**What is required:** In this exercise, each record below is to be written out again exactly.

Start of Block

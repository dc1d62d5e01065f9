use axum::http::StatusCode;
use axum::response::{IntoResponse, Response};
use snafu::Snafu;

use crate::store::StoreError;

#[derive(Debug, Snafu)]
pub enum ApiError {
    #[snafu(transparent)]
    Store { source: StoreError },
}

impl IntoResponse for ApiError {
    fn into_response(self) -> Response {
        let status = match &self {
            ApiError::Store { .. } => StatusCode::SERVICE_UNAVAILABLE,
        };

        tracing::error!(error = ?self, "request failed: {self}");
        (status, self.to_string()).into_response()
    }
}
use std::net::SocketAddr;
use std::path::PathBuf;
use std::time::Duration;

use serde::{Deserialize, Deserializer};
use snafu::ResultExt;

use crate::error::{ApplicationError, ConfigLoadSnafu};

#[derive(Debug, Deserialize, Clone)]
pub struct Config {
    #[serde(rename = "host_address", default = "default_host")]
    pub host: SocketAddr,

    /// Comma-separated, ordered lineup of bars on the tour. Shown on the
    /// submission form and enforced as an allow-list; leave empty to accept
    /// any bar name.
    #[serde(default = "default_bars")]
    pub bars: String,

    /// How often the dashboard asks for a fresh snapshot.
    #[serde(default = "default_poll_interval", deserialize_with = "humantime_duration")]
    pub poll_interval: Duration,

    #[serde(default = "default_log_directory")]
    pub log_directory: PathBuf,

    #[serde(default)]
    pub store_backend: StoreKind,

    #[serde(flatten)]
    pub surreal: SurrealConfig,
}

impl Config {
    pub fn from_env() -> Result<Config, ApplicationError> {
        envy::from_env::<Config>().context(ConfigLoadSnafu)
    }

    /// The configured lineup with blanks dropped; empty means unconstrained.
    pub fn lineup(&self) -> Vec<String> {
        self.bars
            .split(',')
            .map(str::trim)
            .filter(|bar| !bar.is_empty())
            .map(str::to_string)
            .collect()
    }
}

#[derive(Debug, Deserialize, Clone, Copy, PartialEq, Eq, Default)]
#[serde(rename_all = "lowercase")]
pub enum StoreKind {
    #[default]
    Memory,
    Remote,
}

#[derive(Debug, Deserialize, Clone)]
pub struct SurrealConfig {
    #[serde(rename = "surreal_endpoint", default = "default_surreal_endpoint")]
    pub endpoint: String,
    #[serde(rename = "surreal_namespace", default = "default_surreal_namespace")]
    pub namespace: String,
    #[serde(rename = "surreal_database", default = "default_surreal_database")]
    pub database: String,
    #[serde(rename = "surreal_username", default)]
    pub username: Option<String>,
    #[serde(rename = "surreal_password", default)]
    pub password: Option<String>,
}

fn humantime_duration<'de, D>(deserializer: D) -> Result<Duration, D::Error>
where
    D: Deserializer<'de>,
{
    let text = String::deserialize(deserializer)?;
    humantime::parse_duration(&text).map_err(serde::de::Error::custom)
}

fn default_host() -> SocketAddr {
    ([127, 0, 0, 1], 8050).into()
}

fn default_bars() -> String {
    "3 Needs,Drink,Orlandos".to_string()
}

fn default_poll_interval() -> Duration {
    Duration::from_secs(5)
}

fn default_log_directory() -> PathBuf {
    PathBuf::from("logs")
}

fn default_surreal_endpoint() -> String {
    "mem://".to_string()
}

fn default_surreal_namespace() -> String {
    "margarita_tour".to_string()
}

fn default_surreal_database() -> String {
    "ratings".to_string()
}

End of Block

**Worked solution:**
repository dc1d62d5e01065f9
use axum::http::StatusCode;
use axum::response::{IntoResponse, Response};
use snafu::Snafu;

use crate::store::StoreError;

#[derive(Debug, Snafu)]
pub enum ApiError {
    #[snafu(transparent)]
    Store { source: StoreError },
}

impl IntoResponse for ApiError {
    fn into_response(self) -> Response {
        let status = match &self {
            ApiError::Store { .. } => StatusCode::SERVICE_UNAVAILABLE,
        };

        tracing::error!(error = ?self, "request failed: {self}");
        (status, self.to_string()).into_response()
    }
}
use std::net::SocketAddr;
use std::path::PathBuf;
use std::time::Duration;

use serde::{Deserialize, Deserializer};
use snafu::ResultExt;

use crate::error::{ApplicationError, ConfigLoadSnafu};

#[derive(Debug, Deserialize, Clone)]
pub struct Config {
    #[serde(rename = "host_address", default = "default_host")]
    pub host: SocketAddr,

    /// Comma-separated, ordered lineup of bars on the tour. Shown on the
    /// submission form and enforced as an allow-list; leave empty to accept
    /// any bar name.
    #[serde(default = "default_bars")]
    pub bars: String,

    /// How often the dashboard asks for a fresh snapshot.
    #[serde(default = "default_poll_interval", deserialize_with = "humantime_duration")]
    pub poll_interval: Duration,

    #[serde(default = "default_log_directory")]
    pub log_directory: PathBuf,

    #[serde(default)]
    pub store_backend: StoreKind,

    #[serde(flatten)]
    pub surreal: SurrealConfig,
}

impl Config {
    pub fn from_env() -> Result<Config, ApplicationError> {
        envy::from_env::<Config>().context(ConfigLoadSnafu)
    }

    /// The configured lineup with blanks dropped; empty means unconstrained.
    pub fn lineup(&self) -> Vec<String> {
        self.bars
            .split(',')
            .map(str::trim)
            .filter(|bar| !bar.is_empty())
            .map(str::to_string)
            .collect()
    }
}

#[derive(Debug, Deserialize, Clone, Copy, PartialEq, Eq, Default)]
#[serde(rename_all = "lowercase")]
pub enum StoreKind {
    #[default]
    Memory,
    Remote,
}

#[derive(Debug, Deserialize, Clone)]
pub struct SurrealConfig {
    #[serde(rename = "surreal_endpoint", default = "default_surreal_endpoint")]
    pub endpoint: String,
    #[serde(rename = "surreal_namespace", default = "default_surreal_namespace")]
    pub namespace: String,
    #[serde(rename = "surreal_database", default = "default_surreal_database")]
    pub database: String,
    #[serde(rename = "surreal_username", default)]
    pub username: Option<String>,
    #[serde(rename = "surreal_password", default)]
    pub password: Option<String>,
}

fn humantime_duration<'de, D>(deserializer: D) -> Result<Duration, D::Error>
where
    D: Deserializer<'de>,
{
    let text = String::deserialize(deserializer)?;
    humantime::parse_duration(&text).map_err(serde::de::Error::custom)
}

fn default_host() -> SocketAddr {
    ([127, 0, 0, 1], 8050).into()
}

fn default_bars() -> String {
    "3 Needs,Drink,Orlandos".to_string()
}

fn default_poll_interval() -> Duration {
    Duration::from_secs(5)
}

fn default_log_directory() -> PathBuf {
    PathBuf::from("logs")
}

fn default_surreal_endpoint() -> String {
    "mem://".to_string()
}

fn default_surreal_namespace() -> String {
    "margarita_tour".to_string()
}

fn default_surreal_database() -> String {
    "ratings".to_string()
}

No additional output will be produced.